A number of applications and hearings took place following complaints by the Plaintiffs that the Corcoran Defendants had failed to comply with discovery obligations. The Plaintiffs took the view that the Corcoran Defendants' failure to disclose relevant emails, or attachments associated with emails which were disclosed, is evidence of "selective editing of discovery responses and/or spoliation of evidence".[2]: 3  In particular, motion was made by the Plaintiffs on October 15, 2008 to strike the pleadings of the Corcoran Group, Pacelli, Coats and Gatz ("Corcoran Defendants") or, alternatively, to compel the Corcoran Defendants to comply with its discovery obligations. The alternative request sought to compel the Defendants to produce, amongst other things, an image of the Corcoran Defendants' computer hard drives and emails for forensic data recovery.

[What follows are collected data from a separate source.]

//! # Aggregate Node Core
//!
//! State and checks shared by the logical and physical aggregate nodes: the input, the
//! grouping sets, the aggregate calls and the derived output row type.
//!
//! ## Output Row Type
//!
//! The output row is positional and always laid out the same way:
//!
//! ```text
//! [ group field for bit b0, group field for bit b1, ... | call 0, call 1, ... ]
//!    ascending group-set bits                             declaration order
//! ```
//!
//! Group fields copy the input field at their bit (name, type, nullability). Call fields
//! are typed by `AggregateKind::return_type` over the call's argument type and named by
//! the call's declared name, or `$f<output index>` when it has none. Duplicate names are
//! made unique. The first call field sits at `first_agg_field_index(group_set)`.
//!
//! ## Construction Checks
//!
//! Construction fails with an internal fault when a group bit or an argument position is
//! outside the input row, or when a grouping set is not a subset of the group key. Calls
//! with more than one argument are legal here; the runtime restriction is enforced when
//! a physical node is lowered.

use crate::error::{InternalFault, Result};
use crate::explain::{bracketed, OrderedFields};
use crate::expr::AggregateCall;
use crate::group_set::{first_agg_field_index, GroupSet};
use crate::rel::RelRef;
use crate::schema::{uniquify_names, Field, RowType};
use std::hash::{Hash, Hasher};

#[derive(Debug, Clone)]
pub struct AggregateCore {
    input: RelRef,
    group_set: GroupSet,
    group_sets: Vec<GroupSet>,
    agg_calls: Vec<AggregateCall>,
    row_type: RowType,
}

impl AggregateCore {
    /// Validate the shape and derive the output row type.
    ///
    /// `group_sets` defaults to `[group_set]` when `None`.
    pub fn new(
        input: RelRef,
        group_set: GroupSet,
        group_sets: Option<Vec<GroupSet>>,
        agg_calls: Vec<AggregateCall>,
    ) -> Result<Self> {
        let input_type = input.row_type();
        let field_count = input_type.field_count();

        if let Some(bit) = group_set.max_bit().filter(|&b| b >= field_count) {
            return Err(InternalFault::GroupKeyOutOfBounds { bit, field_count }.into());
        }

        let group_sets = group_sets.unwrap_or_else(|| vec![group_set.clone()]);
        for set in &group_sets {
            if !set.is_subset(&group_set) {
                return Err(InternalFault::GroupingSetNotSubset {
                    set: set.to_string(),
                    group_set: group_set.to_string(),
                }
                .into());
            }
        }

        for (call_idx, call) in agg_calls.iter().enumerate() {
            if let Some(&position) = call.args.iter().find(|&&p| p >= field_count) {
                return Err(InternalFault::ArgumentOutOfBounds {
                    call: call_idx,
                    position,
                    field_count,
                }
                .into());
            }
        }

        let row_type = derive_row_type(input_type, &group_set, &group_sets, &agg_calls);
        Ok(Self {
            input,
            group_set,
            group_sets,
            agg_calls,
            row_type,
        })
    }

    pub fn input(&self) -> &RelRef {
        &self.input
    }

    pub fn group_set(&self) -> &GroupSet {
        &self.group_set
    }

    pub fn group_sets(&self) -> &[GroupSet] {
        &self.group_sets
    }

    pub fn agg_calls(&self) -> &[AggregateCall] {
        &self.agg_calls
    }

    pub fn row_type(&self) -> &RowType {
        &self.row_type
    }

    pub fn group_count(&self) -> usize {
        self.group_set.cardinality()
    }

    /// The single active grouping set, for nodes that cannot carry more than one.
    pub fn single_group_set(&self) -> Result<&GroupSet> {
        match self.group_sets.as_slice() {
            [only] => Ok(only),
            sets => Err(InternalFault::MultipleGroupingSets(sets.len()).into()),
        }
    }

    /// Items shared by every aggregate description.
    pub(crate) fn describe_into(&self, desc: OrderedFields) -> OrderedFields {
        let simple = self.group_sets.len() == 1 && self.group_sets[0] == self.group_set;
        desc.item("group", &self.group_set)
            .item_if("groups", bracketed(&self.group_sets), !simple)
            .item_if("aggs", bracketed(&self.agg_calls), !self.agg_calls.is_empty())
    }
}

impl Hash for AggregateCore {
    fn hash<H: Hasher>(&self, state: &mut H) {
        self.input.hash(state);
        self.group_set.hash(state);
        self.group_sets.hash(state);
        self.agg_calls.hash(state);
    }
}

fn derive_row_type(
    input_type: &RowType,
    group_set: &GroupSet,
    group_sets: &[GroupSet],
    agg_calls: &[AggregateCall],
) -> RowType {
    let mut fields: Vec<Field> = Vec::with_capacity(group_set.cardinality() + agg_calls.len());

    for bit in group_set.iter() {
        if let Some(field) = input_type.field(bit) {
            let mut field = field.clone();
            // A key missing from some grouping set is NULL in that set's rows.
            if group_sets.iter().any(|set| !set.contains(bit)) {
                field.nullable = true;
            }
            fields.push(field);
        }
    }

    let first = first_agg_field_index(group_set);
    for (i, call) in agg_calls.iter().enumerate() {
        let arg_type = call
            .args
            .first()
            .and_then(|&p| input_type.field(p))
            .map(|f| f.data_type);
        let (data_type, nullable) = call.kind.return_type(arg_type);
        let name = call
            .name
            .clone()
            .unwrap_or_else(|| format!("$f{}", first + i));
        fields.push(Field::new(name, data_type, nullable));
    }

    uniquify_names(&mut fields);
    RowType::new(fields)
}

The Plaintiffs eventually obtained an order directing each of the Corcoran Defendants to produce their respective hard drives to an independent vendor for inspection and deleted file recovery and for a keyword search of terms be conducted for extraction and production. The Corcoran Defendants eventually produced two hard drives ("Hard Drives") which they say are an exact replica of the central server in connection with the persons in question as all Corcoran e-mails are forwarded to a central server.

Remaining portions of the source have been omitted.